Ekonomi Hijau Terus Tumbuh, Potensi Ciptakan 19,4 Juta Lapangan Kerja
- Pengembangan ekonomi hijau di Indonesia berpotensi menambah serapan tenaga kerja hingga 19,4 juta orang dalam 10 tahun mendatang. Pertanian, kehutanan dan perikanan menjadi sektor yang mengalami peningkatan tenaga kerja terbanyak, mencapai 3,9 juta tenaga kerja.
Energi
JAKARTA—Pengembangan ekonomi hijau di Indonesia berpotensi menambah serapan tenaga kerja hingga 19,4 juta orang dalam 10 tahun mendatang. Pertanian, kehutanan dan perikanan menjadi sektor yang mengalami peningkatan tenaga kerja terbanyak, mencapai 3,9 juta tenaga kerja.
Hal itu diungkap dalam laporan Greenpeace dan Celios berjudul "Dampak Transisi Ekonomi Hijau terhadap Perekonomian, Pemerataan, dan Kesejahteraan Indonesia”. “Penyerapan tenaga kerja berasal dari kegiatan langsung pada pembangunan ekonomi hijau dan sektor lain yang menunjang,” demikian isi laporan tersebut, dikutip Rabu, 3 April 2024.
Dalam laporan, pekerjaan di sektor energi bersih sudah lebih banyak dibandingkan sektor energi fosil sejak 2021 secara global. Medio 2019–2022, angka pekerja di sektor energi bersih meningkat 15%.
Sementara sektor energi fosil mengalami penurunan 4% di tahun yang sama. “Pada 2023, jumlah tenaga kerja di sektor energi bersih diproyeksi akan mencapai lebih dari 36 juta orang,” imbuh laporan itu.
Baca Juga: Aturan Baru Sektor Energi Dinilai Pukul Komitmen Transisi
Ekonomi hijau adalah pembangunan ekonomi dengan paradigma mendorong transisi energi yang lebih bersih atau menjauhkan dari batubara maupun energi fosil. Sementara itu, riset nasional menunjukkan upaya PLN melakukan transisi energi bersih dapat menciptakan 2,12 juta tenaga kerja langsung, 800 ribu tenaga kerja tidak lagsung, dan 890 ribu tenaga kerja hingga 2030.
Adapun Kajian Bappenas dan UNDP pada 2022 memproyeksi ekonomi hijau bakal menciptakan 4,4 juta lapangan kerja pada 2030, 75% di antaranya untuk perempuan.

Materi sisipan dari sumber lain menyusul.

//! Configuration for tiled resizing.
//!
//! A [`TilingConfig`] can be built in code with the `with_*` methods or read
//! from a TOML file. Every key is optional:
//!
//! ```toml
//! tile_width = 256
//! tile_height = 256
//! workers = 4          # 0 = one per core
//! parallel = true
//! filter = "lanczos3"  # nearest | triangle | catmullrom | gaussian | lanczos3
//! split = "uniform"    # uniform | proportional
//!
//! [staging]
//! kind = "directory"   # memory | tempdir | directory
//! path = "/var/tmp/tessella"
//! ```

use crate::core::error::{ConfigError, ConfigResult, TilingError, TilingResult};
use crate::tiling::planner::OutputSplit;
use crate::tiling::transformer::ResampleFilter;
use serde::{Deserialize, Serialize};
use std::path::{Path, PathBuf};

/// Default nominal tile edge in source pixels.
pub const DEFAULT_TILE_SIZE: u32 = 100;

/// Where resized tiles wait between staging and composition.
#[derive(Debug, Clone, PartialEq, Eq, Default, Serialize, Deserialize)]
#[serde(tag = "kind", rename_all = "lowercase")]
pub enum StagingConfig {
    /// Keep tiles in a map in memory.
    #[default]
    Memory,
    /// PNG files in a fresh temporary directory, removed with the store.
    TempDir,
    /// PNG files in the given directory, which may be shared between runs.
    Directory {
        /// Directory holding the staged files.
        path: PathBuf,
    },
}

/// Configuration for a [`TiledResizePipeline`](crate::execution::pipeline::TiledResizePipeline).
#[derive(Debug, Clone, PartialEq, Serialize, Deserialize)]
#[serde(default, deny_unknown_fields)]
pub struct TilingConfig {
    /// Nominal tile width in source pixels.
    pub tile_width: u32,
    /// Nominal tile height in source pixels.
    pub tile_height: u32,
    /// Number of worker threads (0 = auto).
    pub workers: usize,
    /// Whether to stage tiles in parallel.
    pub parallel: bool,
    /// Resampling filter applied to each tile.
    pub filter: ResampleFilter,
    /// How the output size is divided among columns and rows.
    ///
    /// [`OutputSplit::Uniform`] gives every column the same width, so narrow
    /// edge tiles are stretched and source features shift even when the
    /// output has the source's size. Use [`OutputSplit::Proportional`] to
    /// keep geometry.
    pub split: OutputSplit,
    /// Staging medium.
    pub staging: StagingConfig,
}

impl Default for TilingConfig {
    fn default() -> Self {
        Self {
            tile_width: DEFAULT_TILE_SIZE,
            tile_height: DEFAULT_TILE_SIZE,
            workers: 0,
            parallel: true,
            filter: ResampleFilter::default(),
            split: OutputSplit::default(),
            staging: StagingConfig::default(),
        }
    }
}

impl TilingConfig {
    /// Create a new configuration with default values.
    pub fn new() -> Self {
        Self::default()
    }

    /// Set the nominal tile size.
    pub fn with_tile_size(mut self, width: u32, height: u32) -> Self {
        self.tile_width = width;
        self.tile_height = height;
        self
    }

    /// Set the number of worker threads.
    pub fn with_workers(mut self, workers: usize) -> Self {
        self.workers = workers;
        self
    }

    /// Enable or disable parallel staging.
    pub fn with_parallel(mut self, parallel: bool) -> Self {
        self.parallel = parallel;
        self
    }

    /// Set the resampling filter.
    pub fn with_filter(mut self, filter: ResampleFilter) -> Self {
        self.filter = filter;
        self
    }

    /// Set the output split rule.
    pub fn with_split(mut self, split: OutputSplit) -> Self {
        self.split = split;
        self
    }

    /// Set the staging medium.
    pub fn with_staging(mut self, staging: StagingConfig) -> Self {
        self.staging = staging;
        self
    }

    /// Reject settings no run could succeed with.
    pub fn validate(&self) -> TilingResult<()> {
        if self.tile_width == 0 || self.tile_height == 0 {
            return Err(TilingError::invalid_dimension(format!(
                "tile size must be positive, got {}x{}",
                self.tile_width, self.tile_height
            )));
        }
        Ok(())
    }

    /// Parse and validate a TOML document.
    pub fn from_toml_str(text: &str) -> ConfigResult<Self> {
        let config: TilingConfig = toml::from_str(text)?;
        config.validate()?;
        Ok(config)
    }

    /// Read, parse and validate a TOML file.
    pub fn load(path: impl AsRef<Path>) -> ConfigResult<Self> {
        let path = path.as_ref();
        let text = std::fs::read_to_string(path).map_err(|source| ConfigError::Read {
            path: path.to_path_buf(),
            source,
        })?;
        Self::from_toml_str(&text)
    }
}
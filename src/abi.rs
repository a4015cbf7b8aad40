use anyhow::{Context, Result};
use ethers_core::abi::{Abi, Function};

/// State commitment chain method that appends a batch of roots.
pub const APPEND_STATE_BATCH: &str = "appendStateBatch";

const STATE_COMMITMENT_CHAIN_ABI: &str = r#"[
  {
    "inputs": [
      { "internalType": "bytes32[]", "name": "_batch", "type": "bytes32[]" },
      { "internalType": "uint256", "name": "_shouldStartAtElement", "type": "uint256" }
    ],
    "name": "appendStateBatch",
    "outputs": [],
    "stateMutability": "nonpayable",
    "type": "function"
  }
]"#;

pub fn load_abi() -> Result<Abi> {
    serde_json::from_str(STATE_COMMITMENT_CHAIN_ABI).context("parsing embedded state commitment chain ABI")
}

pub fn append_state_batch(abi: &Abi) -> Result<&Function> {
    abi.function(APPEND_STATE_BATCH)
        .with_context(|| format!("function '{APPEND_STATE_BATCH}' not in embedded ABI"))
}
use anyhow::{anyhow, Result};
use ethers_core::types::{Address, Bytes, Signature, H256, U256};
use ethers_core::utils::{keccak256, rlp};
use ethers_signers::{LocalWallet, Signer};

use crate::config::SigningLimits;
use crate::encoding::UnsignedTransaction;
use crate::error::SignerError;
use crate::util::hex_to_bytes;

/// A signed transaction in its final wire form.
/// `hash` is taken over `raw`, never over the unsigned payload.
#[derive(Clone, Debug)]
pub struct SignedTransaction {
    raw: Bytes,
    hash: H256,
    from: Address,
    signature: Signature,
    tx: UnsignedTransaction,
}

impl SignedTransaction {
    pub fn raw(&self) -> &Bytes {
        &self.raw
    }

    pub fn hash(&self) -> H256 {
        self.hash
    }

    pub fn from(&self) -> Address {
        self.from
    }

    pub fn signature(&self) -> &Signature {
        &self.signature
    }

    pub fn transaction(&self) -> &UnsignedTransaction {
        &self.tx
    }
}

/// Sign once with RFC 6979 deterministic ECDSA.
/// Identical (transaction, key) input gives an identical signature.
pub async fn sign_legacy(
    wallet: &LocalWallet,
    tx: &UnsignedTransaction,
    limits: &SigningLimits,
) -> Result<SignedTransaction, SignerError> {
    let gas = tx.params.gas_limit;
    if gas == 0 || gas > limits.max_gas_limit {
        return Err(SignerError::signing(format!(
            "gas limit {gas} outside 1..={}",
            limits.max_gas_limit
        )));
    }

    let wallet = wallet.clone().with_chain_id(tx.params.chain_id);
    let typed = tx.to_typed(wallet.address());
    let signature = wallet
        .sign_transaction(&typed)
        .await
        .map_err(|e| SignerError::signing(e.to_string()))?;

    let raw = typed.rlp_signed(&signature);
    if raw.len() > limits.max_tx_size {
        return Err(SignerError::signing(format!(
            "signed transaction is {} bytes, limit is {}",
            raw.len(),
            limits.max_tx_size
        )));
    }

    Ok(SignedTransaction {
        hash: H256::from(keccak256(&raw)),
        raw,
        from: wallet.address(),
        signature,
        tx: tx.clone(),
    })
}

/// Fields of a raw signed legacy transaction plus the recovered sender.
#[derive(Clone, Debug)]
pub struct DecodedSignedTx {
    pub chain_id: u64,
    pub nonce: U256,
    pub gas_price: U256,
    pub gas: U256,
    pub to: Address,
    pub value: U256,
    pub data: Vec<u8>,
    pub from: Address,
    pub hash: H256,
}

/// Decode a raw signed EIP-155 legacy tx and recover sender
pub fn decode_signed_tx_and_recover(raw_hex: &str) -> Result<DecodedSignedTx> {
    let raw = hex_to_bytes(raw_hex)?;
    if raw.first().map_or(true, |b| *b < 0xc0) {
        return Err(anyhow!("Not a legacy (RLP list) tx"));
    }
    let r = rlp::Rlp::new(&raw);
    if r.item_count()? != 9 {
        return Err(anyhow!("legacy tx must have 9 fields"));
    }

    // Fields: [nonce, gasPrice, gasLimit, to, value, data, v, r, s]
    let nonce: U256 = r.at(0)?.as_val()?;
    let gas_price: U256 = r.at(1)?.as_val()?;
    let gas: U256 = r.at(2)?.as_val()?;
    let to_bytes: Vec<u8> = r.at(3)?.as_val()?;
    if to_bytes.len() != 20 {
        return Err(anyhow!("contract creation tx has no target"));
    }
    let to = Address::from_slice(&to_bytes);
    let value: U256 = r.at(4)?.as_val()?;
    let data: Vec<u8> = r.at(5)?.as_val()?;
    let v: u64 = r.at(6)?.as_val()?;
    let r_val: U256 = r.at(7)?.as_val()?;
    let s_val: U256 = r.at(8)?.as_val()?;

    // EIP-155: v = recid + 35 + 2 * chainId
    if v < 35 {
        return Err(anyhow!("signature has no EIP-155 chain id (v = {v})"));
    }
    let chain_id = (v - 35) / 2;

    // sighash = keccak256( rlp([nonce, gasPrice, gas, to, value, data, chainId, 0, 0]) )
    let mut s = rlp::RlpStream::new_list(9);
    s.append(&nonce);
    s.append(&gas_price);
    s.append(&gas);
    s.append(&to);
    s.append(&value);
    s.append(&data);
    s.append(&U256::from(chain_id));
    s.append(&U256::zero());
    s.append(&U256::zero());

    let sighash = H256::from(keccak256(s.out()));
    let sig = Signature { r: r_val, s: s_val, v };
    let from = sig.recover(sighash)?;

    Ok(DecodedSignedTx {
        chain_id,
        nonce,
        gas_price,
        gas,
        to,
        value,
        data,
        from,
        hash: H256::from(keccak256(&raw)),
    })
}
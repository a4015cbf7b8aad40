//! Key storage collaborator.
//!
//! The signer never persists wallets; it reads them through `KeyStore` for
//! the duration of one request. Backends are swappable behind the trait.

use std::collections::HashMap;
use std::fmt;
use std::path::{Path, PathBuf};

use ethers_core::types::Address;
use serde::{Deserialize, Serialize};
use zeroize::{Zeroize, Zeroizing};

use crate::error::{Result, SignerError};
use crate::util::parse_addr;

/// A wallet: one mnemonic and the accounts already derived from it.
#[derive(Clone, Serialize, Deserialize)]
pub struct WalletRecord {
    pub name: String,
    pub mnemonic: String,
    #[serde(default, skip_serializing_if = "Option::is_none")]
    pub passphrase: Option<String>,
    #[serde(default)]
    pub accounts: Vec<AccountRecord>,
}

impl Drop for WalletRecord {
    fn drop(&mut self) {
        self.mnemonic.zeroize();
        self.passphrase.zeroize();
    }
}

impl fmt::Debug for WalletRecord {
    fn fmt(&self, f: &mut fmt::Formatter<'_>) -> fmt::Result {
        f.debug_struct("WalletRecord")
            .field("name", &self.name)
            .field("mnemonic", &"<redacted>")
            .field("passphrase", &self.passphrase.as_ref().map(|_| "<redacted>"))
            .field("accounts", &self.accounts)
            .finish()
    }
}

impl WalletRecord {
    /// Account entry whose stored address equals `address`.
    /// Entries with an unparseable address never match.
    pub fn account(&self, address: &Address) -> Option<&AccountRecord> {
        self.accounts
            .iter()
            .find(|a| parse_addr(&a.address).as_ref() == Some(address))
    }
}

/// BIP-44 account index plus the address it is expected to derive to.
#[derive(Clone, Debug, PartialEq, Eq, Serialize, Deserialize)]
pub struct AccountRecord {
    pub index: u32,
    pub address: String,
}

#[async_trait::async_trait]
pub trait KeyStore: Send + Sync {
    /// `Ok(None)` when no wallet has that name.
    async fn read_wallet(&self, name: &str) -> Result<Option<WalletRecord>>;

    /// `Ok(None)` when the wallet is missing or holds no such account.
    async fn read_account(&self, name: &str, address: &Address) -> Result<Option<AccountRecord>>;
}

/// In-process store.
#[derive(Default)]
pub struct MemoryKeyStore {
    wallets: HashMap<String, WalletRecord>,
}

impl MemoryKeyStore {
    pub fn new() -> Self {
        Self::default()
    }

    pub fn insert(&mut self, wallet: WalletRecord) {
        self.wallets.insert(wallet.name.clone(), wallet);
    }

    pub fn with_wallet(mut self, wallet: WalletRecord) -> Self {
        self.insert(wallet);
        self
    }
}

#[async_trait::async_trait]
impl KeyStore for MemoryKeyStore {
    async fn read_wallet(&self, name: &str) -> Result<Option<WalletRecord>> {
        Ok(self.wallets.get(name).cloned())
    }

    async fn read_account(&self, name: &str, address: &Address) -> Result<Option<AccountRecord>> {
        Ok(self
            .wallets
            .get(name)
            .and_then(|w| w.account(address))
            .cloned())
    }
}

#[derive(Default, Serialize, Deserialize)]
pub struct KeyStoreFile {
    #[serde(default)]
    pub wallets: Vec<WalletRecord>,
}

/// JSON file store, `{ "wallets": [ ... ] }`.
/// Re-read on every lookup so nothing outlives the request.
pub struct FileKeyStore {
    path: PathBuf,
}

impl FileKeyStore {
    pub fn new(path: impl Into<PathBuf>) -> Self {
        Self { path: path.into() }
    }

    async fn load(&self) -> Result<KeyStoreFile> {
        let text = read_secret_text(&self.path).await?;
        serde_json::from_str(&text).map_err(|e| {
            SignerError::collaborator(format!("parsing key store {}: {e}", self.path.display()))
        })
    }

    async fn find(&self, name: &str) -> Result<Option<WalletRecord>> {
        let mut file = self.load().await?;
        Ok(file
            .wallets
            .iter()
            .position(|w| w.name == name)
            .map(|i| file.wallets.swap_remove(i)))
    }
}

/// Raw key store contents; wiped when dropped since it holds every mnemonic.
async fn read_secret_text(path: &Path) -> Result<Zeroizing<String>> {
    tokio::fs::read_to_string(path)
        .await
        .map(Zeroizing::new)
        .map_err(|e| SignerError::collaborator(format!("reading key store {}: {e}", path.display())))
}

#[async_trait::async_trait]
impl KeyStore for FileKeyStore {
    async fn read_wallet(&self, name: &str) -> Result<Option<WalletRecord>> {
        self.find(name).await
    }

    async fn read_account(&self, name: &str, address: &Address) -> Result<Option<AccountRecord>> {
        Ok(self
            .find(name)
            .await?
            .and_then(|w| w.account(address).cloned()))
    }
}

#[cfg(test)]
mod tests {
    use super::*;
    use std::io::Write;

    const PHRASE: &str = "test test test test test test test test test test test junk";
    const ADDR0: &str = "0xf39Fd6e51aad88F6F4ce6aB8827279cffFb92266";

    fn wallet() -> WalletRecord {
        WalletRecord {
            name: "sequencer".into(),
            mnemonic: PHRASE.into(),
            passphrase: None,
            accounts: vec![AccountRecord { index: 0, address: ADDR0.into() }],
        }
    }

    #[test]
    fn debug_redacts_secrets() {
        let mut w = wallet();
        w.passphrase = Some("hunter2".into());
        let shown = format!("{w:?}");
        assert!(!shown.contains("junk"));
        assert!(!shown.contains("hunter2"));
        assert!(shown.contains("sequencer"));
    }

    #[test]
    fn account_lookup_ignores_case() {
        let w = wallet();
        let lower = parse_addr(&ADDR0.to_ascii_lowercase()).unwrap();
        assert_eq!(w.account(&lower).map(|a| a.index), Some(0));
        let other = parse_addr("0x70997970C51812dc3A010C7d01b50e0d17dc79C8").unwrap();
        assert!(w.account(&other).is_none());
    }

    #[tokio::test]
    async fn memory_store_lookups() {
        let store = MemoryKeyStore::new().with_wallet(wallet());
        let addr = parse_addr(ADDR0).unwrap();

        assert!(store.read_wallet("sequencer").await.unwrap().is_some());
        assert!(store.read_wallet("nobody").await.unwrap().is_none());
        assert!(store.read_account("sequencer", &addr).await.unwrap().is_some());
        assert!(store.read_account("nobody", &addr).await.unwrap().is_none());
    }

    #[tokio::test]
    async fn file_store_reads_json() {
        let dir = tempfile::tempdir().unwrap();
        let path = dir.path().join("keystore.json");
        let body = KeyStoreFile { wallets: vec![wallet()] };
        std::fs::File::create(&path)
            .unwrap()
            .write_all(serde_json::to_string(&body).unwrap().as_bytes())
            .unwrap();

        let store = FileKeyStore::new(&path);
        let addr = parse_addr(ADDR0).unwrap();
        let w = store.read_wallet("sequencer").await.unwrap().unwrap();
        assert_eq!(w.mnemonic, PHRASE);
        assert_eq!(
            store.read_account("sequencer", &addr).await.unwrap(),
            Some(AccountRecord { index: 0, address: ADDR0.into() })
        );
        assert!(store.read_wallet("nobody").await.unwrap().is_none());
    }

    #[tokio::test]
    async fn raw_file_text_is_wipeable() {
        let dir = tempfile::tempdir().unwrap();
        let path = dir.path().join("keystore.json");
        std::fs::write(&path, PHRASE).unwrap();

        let mut text = read_secret_text(&path).await.unwrap();
        assert_eq!(text.as_str(), PHRASE);
        text.zeroize();
        assert!(text.is_empty());
    }

    #[tokio::test]
    async fn file_store_backend_failures_are_collaborator_errors() {
        let dir = tempfile::tempdir().unwrap();
        let missing = FileKeyStore::new(dir.path().join("absent.json"));
        assert_eq!(missing.read_wallet("x").await.unwrap_err().kind(), "collaborator");

        let garbled = dir.path().join("garbled.json");
        std::fs::write(&garbled, "{ not json").unwrap();
        let store = FileKeyStore::new(&garbled);
        assert_eq!(store.read_wallet("x").await.unwrap_err().kind(), "collaborator");
    }
}
use anyhow::{Context, Result};
use clap::Parser;
use std::io::Read;
use std::process::ExitCode;
use std::time::Duration;
use tracing_subscriber::EnvFilter;

use state_batch_signer::abi::load_abi;
use state_batch_signer::cli::{Cli, Command};
use state_batch_signer::decoder::build_decoded;
use state_batch_signer::types::ErrorOut;
use state_batch_signer::write_signed_transactions_to_file::write_signed_transaction_to_dir;
use state_batch_signer::{process_request, FileKeyStore, SignerError, SigningRequest};

fn init_logging(json: bool) {
    let filter = EnvFilter::try_from_default_env().unwrap_or_else(|_| EnvFilter::new("info"));
    let builder = tracing_subscriber::fmt()
        .with_env_filter(filter)
        .with_writer(std::io::stderr);
    if json {
        builder.json().init();
    } else {
        builder.init();
    }
}

fn read_request(source: &str) -> Result<String> {
    if source == "-" {
        let mut text = String::new();
        std::io::stdin()
            .read_to_string(&mut text)
            .context("reading request from stdin")?;
        Ok(text)
    } else {
        std::fs::read_to_string(source).with_context(|| format!("reading request {source}"))
    }
}

fn print_json<T: serde::Serialize>(value: &T, compact: bool) -> Result<()> {
    let text = if compact {
        serde_json::to_string(value)?
    } else {
        serde_json::to_string_pretty(value)?
    };
    println!("{text}");
    Ok(())
}

#[tokio::main]
async fn main() -> Result<ExitCode> {
    let cli = Cli::parse();
    init_logging(cli.log_json);
    let config = cli.cmd.signer_config();

    match cli.cmd {
        Command::Sign { request, keystore, timeout_secs, out_dir, compact, .. } => {
            let config = config.unwrap_or_default();
            let text = read_request(&request)?;
            let store = FileKeyStore::new(keystore);

            let outcome = match SigningRequest::from_json(&text) {
                Ok(req) => tokio::time::timeout(
                    Duration::from_secs(timeout_secs),
                    process_request(&store, &config, &req),
                )
                .await
                .unwrap_or_else(|_| Err(SignerError::collaborator("request timed out"))),
                Err(e) => Err(e),
            };

            match outcome {
                Ok(resp) => {
                    if let Some(dir) = out_dir {
                        let path = write_signed_transaction_to_dir(&dir, &resp, !compact)?;
                        tracing::info!(path = %path.display(), "wrote signed transaction");
                    }
                    print_json(&resp, compact)?;
                    Ok(ExitCode::SUCCESS)
                }
                Err(e) => {
                    print_json(&ErrorOut::from(&e), compact)?;
                    Ok(ExitCode::FAILURE)
                }
            }
        }

        Command::Decode { raw } => {
            let abi = load_abi()?;
            let decoded = build_decoded(&abi, &raw).context("decoding signed transaction")?;
            print_json(&decoded, false)?;
            Ok(ExitCode::SUCCESS)
        }
    }
}
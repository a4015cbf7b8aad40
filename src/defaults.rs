//! Central place for all default values.
//! Update these and the whole tool picks them up.

pub struct Defaults;

impl Defaults {
    /* Chain */
    pub const CHAIN_ID: &'static str = "31337";

    /* Gas */
    pub const GAS_LIMIT: u64 = 8_000_000;
    pub const MAX_GAS_LIMIT: u64 = 30_000_000; // mainnet block gas limit

    /* Transaction size bound enforced by node mempools */
    pub const MAX_TX_SIZE: usize = 4 * 32 * 1024;

    /* Request */
    pub const TIMEOUT_SECS: u64 = 30;
    pub const KEYSTORE_PATH: &'static str = "./keystore.json";
}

Potensi itu bakal fokus diterapkan di lima sektor, yakni makanan dan minuman, tekstil, konstruksi, perdagangan grosir dan eceran, serta peralatan elektronik.
Tak hanya menyerap tenaga kerja, transisi ekonomi hijau dapat menurunkan ketimpangan pendapatan per kapita di Tanah Air. Studi Celios dan Greenpeace yang menggunakan Indeks Williamson menerangkan rentang ketimpangan tersebut.
Pada tahun pertama, Indeks Williamson menunjukkan angka 0,74 namun bisa ditekan hingga 0,65 pada tahun ke-10. Semakin besar angkanya, semakin luas ketimpangan pendapatan per kapita.
Jejak Karbon
Lebih lanjut, ketimpangan di Indonesia juga terjadi pada jejak karbon. Sebagai informasi, kelompok terkaya 10% dan 1% menghasilkan lebih banyak karbon dari seluruh populasi. World Inequality Report 2022 menghitung total jejak karbon Indonesia adalah 3,3 ton CO2e per kapita.
Dari angka tersebut, 50% termiskin menghasilkan 1,4 ton CO2e per kapita, kelompok 10% terkaya menghasilkan 11,8 ton CO2e per kapita, dan 1% kelompok menghasilkan jejak karbon yang lebih timpang dengan angka 42,2 ton CO2e per kapita.
Laporan Celios dan Greenpeace menyebutkan masalah itu terjadi akibat ketimpangan konsentrasi penguasaan energi fosil di dunia. “Sebanyak 90% energi fosil baik dari batu bara, minyak, dan gas hanya dikuasai 12 negara, sedangkan energi terbarukan lebih merata dengan 58 negara menguasai 70% sumber daya,” demikian terang laporan tersebut.